Camille VIGUIER

1850, 1930
;
Camille
Viguier
;
Zoologie
;
Texte
; par :
Étienne Bolmont

Camille VIGUIER (1850-1930)

Chargé de cours de zoologie

Antoine François Camille Viguier est né le 16 mars 1850 à Vienne dans l’Isère où son père est pharmacien. Il restera célibataire. Il décède à Lison dans le Calvados le 17 février 1930.

Il effectue ses études secondaires à Lyon où il obtient le baccalauréat ès lettres en 1866 et le baccalauréat ès sciences l’année suivante. Il s’inscrit alors en licence ès sciences, mais change d’orientation, puis part à Paris pour faire des études de médecine. Il s’inscrit pour le doctorat en médecine en novembre 1869 et au concours à l’internat de pharmacie des hôpitaux de Paris ; il est nommé interne en avril 1870. En septembre, il s’engage en devançant l’appel au 4e régiment d’infanterie marine de Toulon. Il rejoint ensuite la première armée de la Loire comme soldat de 2e classe. Fait prisonnier le 5 décembre à Orléans, il part en captivité à Ludwigsburg dans le Würtenberg.
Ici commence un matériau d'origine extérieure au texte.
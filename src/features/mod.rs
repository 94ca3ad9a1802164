//! # Features Layer
//!
//! The scheduling core's feature modules: recurrence expansion, the
//! validation gate, announcement scheduling, and store/backend
//! reconciliation.

pub mod announcements;
pub mod reconciliation;
pub mod recurrence;
pub mod validation;

// Re-export feature items
pub use announcements::{AnnouncementScheduler, ScheduledAnnouncement};
pub use reconciliation::ReconciliationEngine;
pub use recurrence::RecurrencePattern;
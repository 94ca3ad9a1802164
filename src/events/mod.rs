//! # Status Event Bus
//!
//! Broadcast channel of announcement lifecycle transitions:
//! `Scheduled → Delivering → {Completed, Failed}`. One channel
//! interleaves events for all in-flight announcements; every event
//! carries the announcement ID so consumers can attribute transitions
//! when several announcements are live at once.
//!
//! A `Completed` event is the sole trigger for a reactive
//! reconciliation sweep.
//!
//! - **Version**: 1.1.0
//! - **Since**: 0.1.0
//! - **Toggleable**: false
//!
//! ## Changelog
//! - 1.1.0: Events carry the announcement ID and failure text
//! - 1.0.0: Initial lifecycle enum over a broadcast channel

use log::debug;
use serde::{Deserialize, Serialize};
use tokio::sync::broadcast;

/// Broadcast channel capacity for lifecycle events. Event volume is
/// bounded by the scheduler limits, so lagging receivers only occur if a
/// subscriber stops polling entirely.
pub const EVENT_CHANNEL_CAPACITY: usize = 256;

/// Lifecycle transition of one announcement.
#[derive(Debug, Clone, PartialEq, Serialize, Deserialize)]
#[serde(tag = "type")]
pub enum StatusEvent {
    /// Every backend call for the announcement succeeded.
    Scheduled { id: i64, occurrences: usize },
    /// An occurrence fired and delivery has started.
    Delivering { id: i64 },
    /// Delivery finished. Terminal for this occurrence.
    Completed { id: i64 },
    /// Delivery threw. Terminal for this occurrence.
    Failed { id: i64, error: String },
}

/// Multi-subscriber broadcast bus for [`StatusEvent`]s.
#[derive(Clone)]
pub struct StatusBus {
    tx: broadcast::Sender<StatusEvent>,
}

impl StatusBus {
    pub fn new() -> Self {
        let (tx, _) = broadcast::channel(EVENT_CHANNEL_CAPACITY);
        StatusBus { tx }
    }

    /// Subscribe to lifecycle events. Each receiver sees every event
    /// published after the call.
    pub fn subscribe(&self) -> broadcast::Receiver<StatusEvent> {
        self.tx.subscribe()
    }

    /// Publish an event. Publishing with no live subscribers is fine —
    /// the event is simply dropped.
    pub fn publish(&self, event: StatusEvent) {
        debug!("Status event: {event:?}");
        let _ = self.tx.send(event);
    }
}

impl Default for StatusBus {
    fn default() -> Self {
        Self::new()
    }
}
use glam::{Mat3, Mat4, Vec3, Vec4};

use crate::uniform::VertexArgs;

/// Values handed to the next pipeline stage for one vertex.
#[derive(Debug, Clone, Copy, PartialEq)]
pub struct VertexOutput {
    /// Direction from the skybox center to the vertex, used to sample the cubemap.
    pub tex_coords: Vec3,
    /// Homogeneous clip-space position. The perspective divide happens downstream.
    pub clip_position: Vec4,
}

/// Returns `view` with its translation removed, keeping only the upper-left 3x3 block.
pub fn drop_translation(view: Mat4) -> Mat4 {
    Mat4::from_mat3(Mat3::from_mat4(view))
}

/// Runs the skybox vertex stage for a single position.
pub fn transform(position: Vec3, args: &VertexArgs) -> VertexOutput {
    let rotation_only_view = drop_translation(args.view);
    VertexOutput {
        tex_coords: position,
        clip_position: args.proj * (rotation_only_view * position.extend(1.0)),
    }
}

/// Skybox vertex stage bound to the uniforms of one draw call.
///
/// The rotation-only view is derived once in [`SkyboxVertexTransform::new`] and reused for
/// every invocation.
#[derive(Debug, Clone, Copy, PartialEq)]
pub struct SkyboxVertexTransform {
    proj: Mat4,
    rotation_only_view: Mat4,
}

impl SkyboxVertexTransform {
    pub fn new(args: &VertexArgs) -> Self {
        Self {
            proj: args.proj,
            rotation_only_view: drop_translation(args.view),
        }
    }

    /// View matrix actually used by the stage.
    pub fn rotation_only_view(&self) -> Mat4 {
        self.rotation_only_view
    }

    /// Transforms one vertex.
    pub fn apply(&self, position: Vec3) -> VertexOutput {
        // Same association order as `transform` so both agree bit-for-bit.
        VertexOutput {
            tex_coords: position,
            clip_position: self.proj * (self.rotation_only_view * position.extend(1.0)),
        }
    }
}

#[cfg(test)]
mod tests {
    use super::*;
    use std::f32::consts::FRAC_PI_2;

    fn assert_vec4_close(a: Vec4, b: Vec4) {
        assert!(a.abs_diff_eq(b, 1e-5), "{a:?} != {b:?}");
    }

    fn camera_proj() -> Mat4 {
        Mat4::perspective_rh_gl(60f32.to_radians(), 16.0 / 9.0, 0.1, 100.0)
    }

    #[test]
    fn identity_uniforms_pass_point_through() {
        let out = transform(Vec3::X, &VertexArgs::identity());
        assert_eq!(out.tex_coords, Vec3::new(1.0, 0.0, 0.0));
        assert_eq!(out.clip_position, Vec4::new(1.0, 0.0, 0.0, 1.0));
    }

    #[test]
    fn translation_only_view_reduces_to_identity() {
        let view = Mat4::from_translation(Vec3::splat(5.0));
        assert_eq!(drop_translation(view), Mat4::IDENTITY);
    }

    #[test]
    fn drop_translation_keeps_rotation_block() {
        let rotation = Mat4::from_rotation_y(0.7) * Mat4::from_rotation_x(-0.3);
        let view = Mat4::from_translation(Vec3::new(-4.0, 2.0, 9.0)) * rotation;
        let stripped = drop_translation(view);
        assert_eq!(Mat3::from_mat4(stripped), Mat3::from_mat4(view));
        assert_eq!(stripped.w_axis, Vec4::W);
        assert_eq!(stripped.row(3), Vec4::W);
    }

    #[test]
    fn clip_position_ignores_camera_translation() {
        let rotation = Mat4::from_rotation_y(0.4) * Mat4::from_rotation_z(1.1);
        let view_a = Mat4::from_translation(Vec3::new(1.0, 2.0, 3.0)) * rotation;
        let view_b = Mat4::from_translation(Vec3::new(-250.0, 0.5, 42.0)) * rotation;
        let proj = camera_proj();
        let p = Vec3::new(-1.0, 1.0, -1.0);

        assert_eq!(drop_translation(view_a), drop_translation(view_b));
        let a = transform(p, &VertexArgs::new(proj, view_a));
        let b = transform(p, &VertexArgs::new(proj, view_b));
        assert_eq!(a.clip_position, b.clip_position);
    }

    #[test]
    fn direction_is_bit_exact_input() {
        let args = VertexArgs::new(
            camera_proj(),
            Mat4::from_translation(Vec3::new(3.0, -1.0, 7.5)) * Mat4::from_rotation_x(0.25),
        );
        for p in [
            Vec3::new(0.1, 0.2, 0.3),
            Vec3::new(-1.0e-30, 3.5e20, -0.0),
            Vec3::new(f32::MIN_POSITIVE, -7.0, 1.0 / 3.0),
        ] {
            let out = transform(p, &args);
            assert_eq!(out.tex_coords.x.to_bits(), p.x.to_bits());
            assert_eq!(out.tex_coords.y.to_bits(), p.y.to_bits());
            assert_eq!(out.tex_coords.z.to_bits(), p.z.to_bits());
        }
    }

    #[test]
    fn camera_rotation_rotates_clip_position() {
        // A camera yawed to face +X sees that side of the cube straight ahead.
        let view = Mat4::from_rotation_y(-FRAC_PI_2).inverse();
        let out = transform(Vec3::X, &VertexArgs::new(Mat4::IDENTITY, view));
        assert_vec4_close(out.clip_position, Vec4::new(0.0, 0.0, -1.0, 1.0));

        let theta = 0.6f32;
        let rotated = transform(
            Vec3::new(0.3, -0.2, -1.0),
            &VertexArgs::new(Mat4::IDENTITY, Mat4::from_rotation_z(theta)),
        );
        let expected = Mat4::from_rotation_z(theta) * Vec4::new(0.3, -0.2, -1.0, 1.0);
        assert_vec4_close(rotated.clip_position, expected);
    }

    #[test]
    fn w_comes_from_projection_without_divide() {
        let proj = camera_proj();
        let view =
            Mat4::from_translation(Vec3::new(0.0, 0.0, -12.0)) * Mat4::from_rotation_x(0.5);
        let p = Vec3::new(0.5, -1.0, -1.0);
        let out = transform(p, &VertexArgs::new(proj, view));

        let eye = drop_translation(view) * p.extend(1.0);
        assert!((out.clip_position.w - proj.row(3).dot(eye)).abs() < 1e-5);
        // GL-style perspective puts -z_eye into w.
        assert!((out.clip_position.w + eye.z).abs() < 1e-5);
        assert_ne!(out.clip_position.w, 1.0);
    }

    #[test]
    fn cached_stage_matches_uncached_transform() {
        let args = VertexArgs::new(
            camera_proj(),
            Mat4::from_translation(Vec3::new(8.0, 1.0, -3.0)) * Mat4::from_rotation_y(2.2),
        );
        let stage = SkyboxVertexTransform::new(&args);
        assert_eq!(stage.rotation_only_view(), drop_translation(args.view));
        for p in [Vec3::X, Vec3::NEG_Y, Vec3::new(1.0, -1.0, 1.0)] {
            assert_eq!(stage.apply(p), transform(p, &args));
        }
    }
}
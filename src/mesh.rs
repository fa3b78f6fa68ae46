use anyhow::{anyhow, Context, Result};
use bytemuck::{Pod, Zeroable};
use glam::Vec3;
use log::warn;

/// Vertex element of the skybox mesh: a model-space position and nothing else.
#[repr(C)]
#[derive(Debug, Clone, Copy, PartialEq, Pod, Zeroable)]
pub struct PosOnly {
    pub position: [f32; 3],
}

impl PosOnly {
    const ATTRIBUTES: [wgpu::VertexAttribute; 1] = [wgpu::VertexAttribute {
        format: wgpu::VertexFormat::Float32x3,
        offset: 0,
        shader_location: 0,
    }];

    /// Vertex buffer layout matching `@location(0) position` in the vertex shader.
    pub fn layout() -> wgpu::VertexBufferLayout<'static> {
        wgpu::VertexBufferLayout {
            array_stride: std::mem::size_of::<PosOnly>() as wgpu::BufferAddress,
            step_mode: wgpu::VertexStepMode::Vertex,
            attributes: &Self::ATTRIBUTES,
        }
    }
}

/// Enclosing volume drawn around the camera, as a non-indexed triangle list.
#[derive(Debug, Clone, PartialEq)]
pub struct SkyboxMesh {
    positions: Vec<Vec3>,
}

impl Default for SkyboxMesh {
    fn default() -> Self {
        Self::cube()
    }
}

impl SkyboxMesh {
    /// The standard skybox cube with corners at +-1.
    pub fn cube() -> Self {
        Self {
            positions: SKYBOX_VERTICES.iter().copied().map(Vec3::from_array).collect(),
        }
    }

    /// Reads an enclosing volume from OBJ text.
    ///
    /// Only `v` and `f` records are used. Polygons are fanned into triangles and expanded so
    /// the result can be drawn without an index buffer.
    pub fn from_obj_str(data: &str) -> Result<Self> {
        let mut vertices = Vec::new();
        let mut positions = Vec::new();

        for (line_no, line) in data.lines().enumerate() {
            let trimmed = line.trim();
            if trimmed.is_empty() || trimmed.starts_with('#') {
                continue;
            }
            let mut parts = trimmed.split_whitespace();
            match parts.next() {
                Some("v") => vertices.push(
                    parse_vec3(parts)
                        .with_context(|| format!("invalid vertex on line {}", line_no + 1))?,
                ),
                Some("f") => {
                    // Relative indices count back from the vertices read so far.
                    let polygon = parse_face(parts)
                        .and_then(|face| resolve_face(&face, &vertices))
                        .with_context(|| format!("invalid face on line {}", line_no + 1))?;
                    for i in 1..(polygon.len() - 1) {
                        positions.extend_from_slice(&[polygon[0], polygon[i], polygon[i + 1]]);
                    }
                }
                _ => {}
            }
        }

        if vertices.is_empty() {
            return Err(anyhow!("OBJ file does not define any vertices"));
        }
        if positions.is_empty() {
            return Err(anyhow!("OBJ file does not define any faces"));
        }

        let mesh = Self { positions };
        let center = mesh.bounds_center();
        if center.length_squared() > 1e-6 {
            warn!(
                "skybox mesh is centered at ({:.3}, {:.3}, {:.3}); directions are taken from the origin",
                center.x, center.y, center.z
            );
        }
        Ok(mesh)
    }

    pub fn positions(&self) -> &[Vec3] {
        &self.positions
    }

    pub fn len(&self) -> usize {
        self.positions.len()
    }

    pub fn is_empty(&self) -> bool {
        self.positions.is_empty()
    }

    /// Vertex buffer contents in [`PosOnly`] form.
    pub fn vertices(&self) -> Vec<PosOnly> {
        self.positions
            .iter()
            .map(|p| PosOnly {
                position: p.to_array(),
            })
            .collect()
    }

    fn bounds_center(&self) -> Vec3 {
        let (min, max) = self.positions.iter().fold(
            (Vec3::splat(f32::INFINITY), Vec3::splat(f32::NEG_INFINITY)),
            |(min, max), p| (min.min(*p), max.max(*p)),
        );
        (min + max) * 0.5
    }
}

fn parse_vec3<'a>(mut parts: impl Iterator<Item = &'a str>) -> Result<Vec3> {
    let mut next = || -> Result<f32> {
        Ok(parts
            .next()
            .ok_or_else(|| anyhow!("missing vector component"))?
            .parse::<f32>()?)
    };
    Ok(Vec3::new(next()?, next()?, next()?))
}

fn parse_face<'a>(parts: impl Iterator<Item = &'a str>) -> Result<Vec<i32>> {
    let mut indices = Vec::new();
    for part in parts {
        let vertex = part
            .split('/')
            .next()
            .filter(|s| !s.is_empty())
            .ok_or_else(|| anyhow!("missing vertex index"))?;
        indices.push(vertex.parse::<i32>()?);
    }
    if indices.len() < 3 {
        return Err(anyhow!("faces must reference at least 3 vertices"));
    }
    Ok(indices)
}

fn resolve_face(face: &[i32], vertices: &[Vec3]) -> Result<Vec<Vec3>> {
    face.iter()
        .map(|&index| {
            fix_index(index, vertices.len())
                .map(|resolved| vertices[resolved])
                .ok_or_else(|| anyhow!("vertex index {index} is out of range"))
        })
        .collect()
}

fn fix_index(index: i32, len: usize) -> Option<usize> {
    if index > 0 {
        let zero_based = index as usize - 1;
        (zero_based < len).then_some(zero_based)
    } else if index < 0 {
        let abs = index.unsigned_abs() as usize;
        (abs <= len).then_some(len - abs)
    } else {
        None
    }
}

/// Cube corners at +-1, twelve triangles.
pub const SKYBOX_VERTICES: [[f32; 3]; 36] = [
    // -z
    [-1.0, 1.0, -1.0],
    [-1.0, -1.0, -1.0],
    [1.0, -1.0, -1.0],
    [1.0, -1.0, -1.0],
    [1.0, 1.0, -1.0],
    [-1.0, 1.0, -1.0],
    // -x
    [-1.0, -1.0, 1.0],
    [-1.0, -1.0, -1.0],
    [-1.0, 1.0, -1.0],
    [-1.0, 1.0, -1.0],
    [-1.0, 1.0, 1.0],
    [-1.0, -1.0, 1.0],
    // +x
    [1.0, -1.0, -1.0],
    [1.0, -1.0, 1.0],
    [1.0, 1.0, 1.0],
    [1.0, 1.0, 1.0],
    [1.0, 1.0, -1.0],
    [1.0, -1.0, -1.0],
    // +z
    [-1.0, -1.0, 1.0],
    [-1.0, 1.0, 1.0],
    [1.0, 1.0, 1.0],
    [1.0, 1.0, 1.0],
    [1.0, -1.0, 1.0],
    [-1.0, -1.0, 1.0],
    // +y
    [-1.0, 1.0, -1.0],
    [1.0, 1.0, -1.0],
    [1.0, 1.0, 1.0],
    [1.0, 1.0, 1.0],
    [-1.0, 1.0, 1.0],
    [-1.0, 1.0, -1.0],
    // -y
    [-1.0, -1.0, -1.0],
    [-1.0, -1.0, 1.0],
    [1.0, -1.0, -1.0],
    [1.0, -1.0, -1.0],
    [-1.0, -1.0, 1.0],
    [1.0, -1.0, 1.0],
];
Il revient en France en avril 1871 et, en mauvaise santé, il entre à l’ambulance de Vienne pour 5 mois. Il quitte l’armée en septembre 1871 et rentre à Paris reprendre ses fonctions d’interne en pharmacie jusqu’en juillet 1874. Parallèlement, il obtient la licence ès sciences naturelles en juillet 1873, puis devient docteur en médecine en février 1875, avec une thèse, Essai sur les varices et les tumeurs lymphatiques superficielles, pour laquelle il obtient alors une médaille de bronze. Il passe presque un an (1875-1876) en Algérie où, en mai 1875, il est d’abord nommé médecin de colonisation de la ville d’Aïn-Abessa. Il démissionne rapidement et postule pour un poste en bord de mer. Dans l’attente d’une réponse, il visite le sud de l’Algérie en voyageant jusqu’aux chotts sahariens. Il rentre en France pour 3 mois, puis revient à Bône où il demeure jusqu’en mars 1876. Autorisé alors à embarquer sur un garde-côte, Viguier effectue une campagne de dragage qui lui permet de constituer des collections d’histoire naturelle ; il offrira sa collection de polypiers au Muséum de Paris à son retour à Paris, en mai 1876.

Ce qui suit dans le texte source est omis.